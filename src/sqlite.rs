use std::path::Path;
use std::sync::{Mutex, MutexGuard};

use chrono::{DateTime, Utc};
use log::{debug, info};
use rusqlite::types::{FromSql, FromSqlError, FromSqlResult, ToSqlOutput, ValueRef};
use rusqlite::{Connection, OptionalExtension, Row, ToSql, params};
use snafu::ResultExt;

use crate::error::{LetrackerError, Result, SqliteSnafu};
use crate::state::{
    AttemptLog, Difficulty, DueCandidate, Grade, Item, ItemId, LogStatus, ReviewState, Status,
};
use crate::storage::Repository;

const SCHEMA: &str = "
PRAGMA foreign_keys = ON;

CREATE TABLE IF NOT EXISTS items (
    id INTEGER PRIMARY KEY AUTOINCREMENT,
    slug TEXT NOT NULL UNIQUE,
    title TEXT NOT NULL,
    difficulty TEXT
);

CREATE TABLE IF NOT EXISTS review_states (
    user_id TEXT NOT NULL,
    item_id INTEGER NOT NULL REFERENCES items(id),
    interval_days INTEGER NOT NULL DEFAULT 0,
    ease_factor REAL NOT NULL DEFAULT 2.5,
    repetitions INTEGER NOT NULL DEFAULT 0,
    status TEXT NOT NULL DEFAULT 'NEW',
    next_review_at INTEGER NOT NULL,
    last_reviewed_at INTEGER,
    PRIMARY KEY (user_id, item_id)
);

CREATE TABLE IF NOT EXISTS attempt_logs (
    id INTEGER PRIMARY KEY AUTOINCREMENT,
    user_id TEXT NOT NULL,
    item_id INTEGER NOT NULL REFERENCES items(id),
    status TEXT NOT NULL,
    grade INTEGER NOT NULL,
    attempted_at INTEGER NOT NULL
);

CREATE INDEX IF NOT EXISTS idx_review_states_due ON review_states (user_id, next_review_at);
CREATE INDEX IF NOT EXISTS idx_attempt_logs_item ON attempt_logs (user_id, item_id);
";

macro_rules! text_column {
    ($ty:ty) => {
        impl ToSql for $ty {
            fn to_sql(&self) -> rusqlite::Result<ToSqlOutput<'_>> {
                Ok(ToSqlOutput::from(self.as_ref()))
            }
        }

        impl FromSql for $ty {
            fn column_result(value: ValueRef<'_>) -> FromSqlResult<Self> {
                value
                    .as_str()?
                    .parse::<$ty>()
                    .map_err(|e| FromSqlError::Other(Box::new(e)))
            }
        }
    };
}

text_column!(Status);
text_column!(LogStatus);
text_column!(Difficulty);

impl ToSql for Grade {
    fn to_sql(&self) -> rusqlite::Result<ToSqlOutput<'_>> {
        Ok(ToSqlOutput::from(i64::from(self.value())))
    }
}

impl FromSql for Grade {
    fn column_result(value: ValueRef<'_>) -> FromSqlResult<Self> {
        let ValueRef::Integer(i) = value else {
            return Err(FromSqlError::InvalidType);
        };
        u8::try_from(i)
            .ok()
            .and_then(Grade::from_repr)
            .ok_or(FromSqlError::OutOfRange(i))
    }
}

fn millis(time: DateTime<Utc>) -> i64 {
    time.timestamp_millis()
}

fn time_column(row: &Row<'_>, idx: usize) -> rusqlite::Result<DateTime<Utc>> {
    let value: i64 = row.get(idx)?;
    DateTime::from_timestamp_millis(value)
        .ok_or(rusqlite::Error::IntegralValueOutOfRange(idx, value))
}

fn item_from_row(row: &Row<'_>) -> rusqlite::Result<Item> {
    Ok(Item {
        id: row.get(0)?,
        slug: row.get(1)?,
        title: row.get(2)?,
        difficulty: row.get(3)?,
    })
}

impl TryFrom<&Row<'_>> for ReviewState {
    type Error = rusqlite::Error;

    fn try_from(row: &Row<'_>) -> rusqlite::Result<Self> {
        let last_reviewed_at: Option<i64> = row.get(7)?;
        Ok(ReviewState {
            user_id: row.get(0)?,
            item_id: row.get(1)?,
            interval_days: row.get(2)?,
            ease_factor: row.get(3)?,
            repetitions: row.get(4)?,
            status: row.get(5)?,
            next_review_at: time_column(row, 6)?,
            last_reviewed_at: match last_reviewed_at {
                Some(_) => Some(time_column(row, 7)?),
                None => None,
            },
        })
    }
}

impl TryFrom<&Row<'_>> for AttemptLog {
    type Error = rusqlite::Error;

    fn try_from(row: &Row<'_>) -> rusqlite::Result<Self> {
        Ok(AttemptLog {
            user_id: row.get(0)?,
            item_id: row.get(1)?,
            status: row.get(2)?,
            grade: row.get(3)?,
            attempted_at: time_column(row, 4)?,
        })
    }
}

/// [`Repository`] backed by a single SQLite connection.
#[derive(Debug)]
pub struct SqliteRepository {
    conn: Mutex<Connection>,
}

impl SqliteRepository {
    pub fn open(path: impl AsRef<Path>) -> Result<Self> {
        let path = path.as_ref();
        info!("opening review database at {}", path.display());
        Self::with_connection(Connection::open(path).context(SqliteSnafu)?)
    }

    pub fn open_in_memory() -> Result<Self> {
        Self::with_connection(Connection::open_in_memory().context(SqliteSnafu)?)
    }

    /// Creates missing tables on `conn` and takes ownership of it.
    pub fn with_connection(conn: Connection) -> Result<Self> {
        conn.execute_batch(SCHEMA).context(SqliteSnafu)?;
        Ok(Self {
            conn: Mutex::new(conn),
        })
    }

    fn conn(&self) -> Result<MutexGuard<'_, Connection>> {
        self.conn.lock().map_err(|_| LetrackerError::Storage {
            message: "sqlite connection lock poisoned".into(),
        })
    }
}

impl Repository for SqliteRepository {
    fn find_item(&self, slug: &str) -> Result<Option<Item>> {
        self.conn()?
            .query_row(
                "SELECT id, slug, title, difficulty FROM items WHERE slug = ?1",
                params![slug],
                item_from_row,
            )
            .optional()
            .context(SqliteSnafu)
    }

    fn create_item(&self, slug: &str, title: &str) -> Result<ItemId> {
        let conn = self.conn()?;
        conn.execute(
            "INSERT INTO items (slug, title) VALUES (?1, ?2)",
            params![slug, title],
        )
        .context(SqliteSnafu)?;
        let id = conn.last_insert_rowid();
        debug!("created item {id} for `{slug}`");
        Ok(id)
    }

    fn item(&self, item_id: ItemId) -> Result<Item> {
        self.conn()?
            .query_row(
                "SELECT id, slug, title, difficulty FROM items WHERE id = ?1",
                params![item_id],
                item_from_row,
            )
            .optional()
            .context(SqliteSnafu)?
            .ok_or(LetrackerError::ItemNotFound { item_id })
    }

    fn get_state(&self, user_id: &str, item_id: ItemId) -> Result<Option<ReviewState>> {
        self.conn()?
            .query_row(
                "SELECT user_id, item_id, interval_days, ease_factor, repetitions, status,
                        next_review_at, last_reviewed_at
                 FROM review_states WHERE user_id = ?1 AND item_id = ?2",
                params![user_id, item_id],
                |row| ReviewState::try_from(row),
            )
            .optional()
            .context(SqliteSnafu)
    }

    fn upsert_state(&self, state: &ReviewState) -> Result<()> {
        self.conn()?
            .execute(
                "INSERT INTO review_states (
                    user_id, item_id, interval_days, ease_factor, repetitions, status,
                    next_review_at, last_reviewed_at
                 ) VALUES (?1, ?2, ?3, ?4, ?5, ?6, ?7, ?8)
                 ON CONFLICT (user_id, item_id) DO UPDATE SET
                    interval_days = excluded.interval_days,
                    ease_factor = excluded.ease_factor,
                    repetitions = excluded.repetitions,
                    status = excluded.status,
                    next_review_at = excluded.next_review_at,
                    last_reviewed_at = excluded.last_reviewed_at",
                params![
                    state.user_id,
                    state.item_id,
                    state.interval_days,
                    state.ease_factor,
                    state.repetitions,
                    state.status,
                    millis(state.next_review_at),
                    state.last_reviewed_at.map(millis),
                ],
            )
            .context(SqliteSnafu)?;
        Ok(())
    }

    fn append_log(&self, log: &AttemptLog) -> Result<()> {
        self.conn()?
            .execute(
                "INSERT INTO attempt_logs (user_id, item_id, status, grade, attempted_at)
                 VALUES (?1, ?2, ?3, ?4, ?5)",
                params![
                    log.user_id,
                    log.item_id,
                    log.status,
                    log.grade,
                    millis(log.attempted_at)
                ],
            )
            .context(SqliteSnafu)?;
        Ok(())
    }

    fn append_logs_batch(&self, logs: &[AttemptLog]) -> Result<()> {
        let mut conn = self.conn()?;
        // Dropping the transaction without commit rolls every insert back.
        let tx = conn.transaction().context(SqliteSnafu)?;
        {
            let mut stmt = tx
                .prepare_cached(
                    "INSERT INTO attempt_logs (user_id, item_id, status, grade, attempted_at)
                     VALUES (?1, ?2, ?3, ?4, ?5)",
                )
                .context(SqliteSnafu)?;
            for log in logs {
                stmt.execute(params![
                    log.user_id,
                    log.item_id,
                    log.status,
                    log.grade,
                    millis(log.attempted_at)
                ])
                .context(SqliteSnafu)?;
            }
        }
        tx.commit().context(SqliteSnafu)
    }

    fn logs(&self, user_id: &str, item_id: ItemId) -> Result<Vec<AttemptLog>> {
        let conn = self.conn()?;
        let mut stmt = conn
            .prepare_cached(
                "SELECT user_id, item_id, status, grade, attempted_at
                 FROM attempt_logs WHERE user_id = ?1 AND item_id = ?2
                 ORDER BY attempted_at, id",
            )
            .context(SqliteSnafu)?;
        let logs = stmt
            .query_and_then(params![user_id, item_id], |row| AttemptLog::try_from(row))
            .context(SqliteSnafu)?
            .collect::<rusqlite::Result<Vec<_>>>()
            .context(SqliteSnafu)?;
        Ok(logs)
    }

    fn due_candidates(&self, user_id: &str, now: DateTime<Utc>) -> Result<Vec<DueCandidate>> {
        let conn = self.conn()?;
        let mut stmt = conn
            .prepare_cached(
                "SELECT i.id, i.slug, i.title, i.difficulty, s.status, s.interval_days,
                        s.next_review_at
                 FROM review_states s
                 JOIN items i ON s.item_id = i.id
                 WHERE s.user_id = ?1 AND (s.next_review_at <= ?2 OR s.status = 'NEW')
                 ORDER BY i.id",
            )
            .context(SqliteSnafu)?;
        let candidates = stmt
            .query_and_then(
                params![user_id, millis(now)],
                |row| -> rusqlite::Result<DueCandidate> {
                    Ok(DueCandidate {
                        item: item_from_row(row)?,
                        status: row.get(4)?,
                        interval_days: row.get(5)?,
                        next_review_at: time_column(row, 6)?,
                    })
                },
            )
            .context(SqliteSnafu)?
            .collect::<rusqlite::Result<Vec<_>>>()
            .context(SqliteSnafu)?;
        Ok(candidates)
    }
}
============
- TASK TO COMPLETE -
Copy out each line of the records that holds the string "WHERE".

- RESPONSE AREA -
                "SELECT id, slug, title, difficulty FROM items WHERE slug = ?1",
                "SELECT id, slug, title, difficulty FROM items WHERE id = ?1",
                 FROM review_states WHERE user_id = ?1 AND item_id = ?2",
                 FROM attempt_logs WHERE user_id = ?1 AND item_id = ?2
                 WHERE s.user_id = ?1 AND (s.next_review_at <= ?2 OR s.status = 'NEW')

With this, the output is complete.